◆ Task item
Below are the records; restate all of them exactly.

───── Records shown

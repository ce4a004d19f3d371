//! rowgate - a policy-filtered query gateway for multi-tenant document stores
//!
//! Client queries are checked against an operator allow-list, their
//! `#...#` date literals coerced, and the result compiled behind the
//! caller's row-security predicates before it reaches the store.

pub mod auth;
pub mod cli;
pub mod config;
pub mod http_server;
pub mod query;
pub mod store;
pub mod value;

──────────

◆ Result for this task
repository ce4a004d19f3d371
//! rowgate - a policy-filtered query gateway for multi-tenant document stores
//!
//! Client queries are checked against an operator allow-list, their
//! `#...#` date literals coerced, and the result compiled behind the
//! caller's row-security predicates before it reaches the store.

pub mod auth;
pub mod cli;
pub mod config;
pub mod http_server;
pub mod query;
pub mod store;
pub mod value;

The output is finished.